Dishub DKI Razia Bajaj, Sanksi dari Stop Operasi Sampai Dibesituakan

Dishub DKI Razia Bajaj, Sanksi dari Stop Operasi Sampai Dibesituakan

- detikNews
Senin, 16 Jan 2012 13:28 WIB
Dishub DKI Razia Bajaj, Sanksi dari Stop Operasi Sampai Dibesituakan
Jakarta - Dinas Perhubungan (Dishub) DKI Jakarta menggalakkan razia bajaj-bajaj yang berseliweran di Ibukota. Razia ini menyasar kelaikan dan kelengkapan surat-surat kendaraan bajaj. Bila ketahuan melanggar, sanksinya bisa dihentikan operasinya sampai dibesituakan.

"Sudah dilaksanakan dari tadi pagi," ujar Kepala Dishub DKI Jakarta, Udar Pristono, ketika dihubungi detikcom, Senin (16/1/2012).

Pris, sapaan akrab Udar Pristono, menjelaskan sudah merupakan tugas pokok dan fungsi (tupoksi) Dishub DKI mengawasi angkutan umum, baik dalam hal kelaikan kendaraan dan surat-suratnya. Dalam beberapa kali uji petik kendaraan, ditemukan banyak bajaj yang tidak memiliki surat-surat.

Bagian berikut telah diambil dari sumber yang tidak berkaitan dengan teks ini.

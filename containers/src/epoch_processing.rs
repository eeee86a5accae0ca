use crate::{Error, PendingAttestations, State};
use chain::ChainConfig;
use core::mem;
use tracing::debug;

/// Rewards, penalties and registry updates applied at the last slot of every epoch.
///
/// Implementations must keep `validators` and `balances` the same length. The bookkeeping that
/// bounds the state's pools and windows is not their concern; `process_slots` applies it after
/// them through [`State::process_final_updates`].
pub trait EpochProcessor {
    fn process_epoch(&self, config: &ChainConfig, state: &State) -> Result<State, Error>;
}

impl<T: EpochProcessor + ?Sized> EpochProcessor for &T {
    fn process_epoch(&self, config: &ChainConfig, state: &State) -> Result<State, Error> {
        (**self).process_epoch(config, state)
    }
}

/// Applies no rewards or penalties.
#[derive(Clone, Copy, Debug, Default)]
pub struct NullEpochProcessor;

impl EpochProcessor for NullEpochProcessor {
    fn process_epoch(&self, _config: &ChainConfig, state: &State) -> Result<State, Error> {
        Ok(state.clone())
    }
}

impl State {
    /// End-of-epoch bookkeeping for a state at the last slot of an epoch.
    ///
    /// Resets eth1 votes when a voting period ends, carries the current RANDAO mix into the next
    /// epoch and rotates the attestation pools.
    pub fn process_final_updates(&self, config: &ChainConfig) -> Result<Self, Error> {
        if !self.slot.is_epoch_end(config) {
            return Err(Error::EpochProcessingOffBoundary { slot: self.slot });
        }

        for pending in &self.previous_epoch_attestations {
            let bits = pending.aggregation_bits.len();
            if bits == 0 || bits as u64 > config.max_validators_per_committee {
                return Err(Error::AttestationBitsOutOfRange {
                    bits,
                    maximum: config.max_validators_per_committee,
                });
            }
        }

        let mut state = self.clone();
        let current_epoch = state.current_epoch(config);
        let next_epoch = current_epoch.next();

        if next_epoch.0.checked_rem(config.epochs_per_eth1_voting_period) == Some(0) {
            debug!(
                epoch = %next_epoch,
                votes = state.eth1_data_votes.len_u64(),
                "resetting eth1 votes",
            );
            state.eth1_data_votes = Default::default();
        }

        *state.randao_mixes.mod_index_mut(next_epoch.0) = state.get_randao_mix(current_epoch);

        state.previous_epoch_attestations = mem::replace(
            &mut state.current_epoch_attestations,
            PendingAttestations::default(),
        );

        Ok(state)
    }
}
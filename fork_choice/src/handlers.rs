use crate::helpers::{chain_roots, epoch_checkpoint};
use crate::justification::latest_justified_checkpoint;
use crate::{Error, Store};
use chain::ChainConfig;
use containers::{AttestationData, Block, Root, Slot};
use tracing::{debug, warn};

/// Adds `block` to the store if its parent is known and older.
///
/// Adding a block that is already present is a no-op.
pub fn on_block(store: &mut Store, block: Block) -> Result<Root, Error> {
    let root = block.root();

    if store.contains(&root) {
        debug!(%root, "block already known");
        return Ok(root);
    }

    if block.slot == Slot(0) {
        return Err(Error::DuplicateGenesis { root });
    }

    let Some(parent) = store.blocks.get(&block.parent_root) else {
        warn!(%root, parent_root = %block.parent_root, "block with unknown parent");
        return Err(Error::UnknownBlock {
            root: block.parent_root,
        });
    };

    if parent.slot >= block.slot {
        return Err(Error::ParentNotOlder {
            root,
            slot: block.slot,
            parent_slot: parent.slot,
        });
    }

    debug!(%root, slot = %block.slot, "adding block to store");
    store.blocks.insert(root, block);

    Ok(root)
}

/// Checks the source and target of an attestation against the chain of its head block.
///
/// The target must be the epoch boundary block of the attestation's epoch. The source must be
/// the most recent checkpoint justified by `links` on that chain. The cost depends on the chain
/// and `links`, not on how far ahead the attestation's slot is.
pub fn validate_attestation(
    store: &Store,
    data: &AttestationData,
    links: &[AttestationData],
    config: &ChainConfig,
) -> Result<(), Error> {
    let chain = chain_roots(store, data.beacon_block_root)?;
    let epoch = data.slot.epoch(config);

    let target = epoch_checkpoint(&chain, epoch, config);
    if data.target != target {
        return Err(Error::AttestationTargetMismatch {
            expected: target,
            in_attestation: data.target,
        });
    }

    let source = latest_justified_checkpoint(&chain, epoch, links, config);
    if data.source != source {
        return Err(Error::AttestationSourceMismatch {
            expected: source,
            in_attestation: data.source,
        });
    }

    Ok(())
}

/// Whether an attestation is consistent with the store. See [`validate_attestation`].
#[must_use]
pub fn is_valid_attestation(
    store: &Store,
    data: &AttestationData,
    links: &[AttestationData],
    config: &ChainConfig,
) -> bool {
    validate_attestation(store, data, links, config).is_ok()
}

SCROLL TO CONTINUE WITH CONTENT

"Atau surat-suratnya itu hanya berupa foto kopi. Diduga itu palsu atau diduplikasi. Surat-surat (yang dipalsu)itu seperti STNK, surat izi plat nomor, juga duplikasi buku KIR. Itu yang biasa disebut bajaj bodong. Oleh sebab itu, untuk menertibkan itu perlu dirazia. Nggak boleh dong, tanpa surat tugas," jelas Pris.

Sedangkan untuk kelaikan, akan diperiksa apakah bajaj laik jalan dari segi kondisi rem, lampu, body sampai emisi kendaraan. Jumlah bajaj di Jakarta yang berseliweran saat ini, imbuhnya, sekitar 14 ribu, yang menjadi sasaran razia. Razia ini juga tak membedakan bajaj berbahan bakar bensin atau berbahan bakar gas (BBG), semuanya akan dirazia.

"Jumlah bajaj 14 ribu di Jakarta, yang bodong lagi dicari sekarang. Semuanya, bajaj BBG kalau nggak dirawat dia tidak laik jalan. Bisa juga laik jalan dan suratnya harus ada," jelasnya.

Razia ini dilakukan di 5 wilayah DKI Jakarta dan akan dilakukan konsisten.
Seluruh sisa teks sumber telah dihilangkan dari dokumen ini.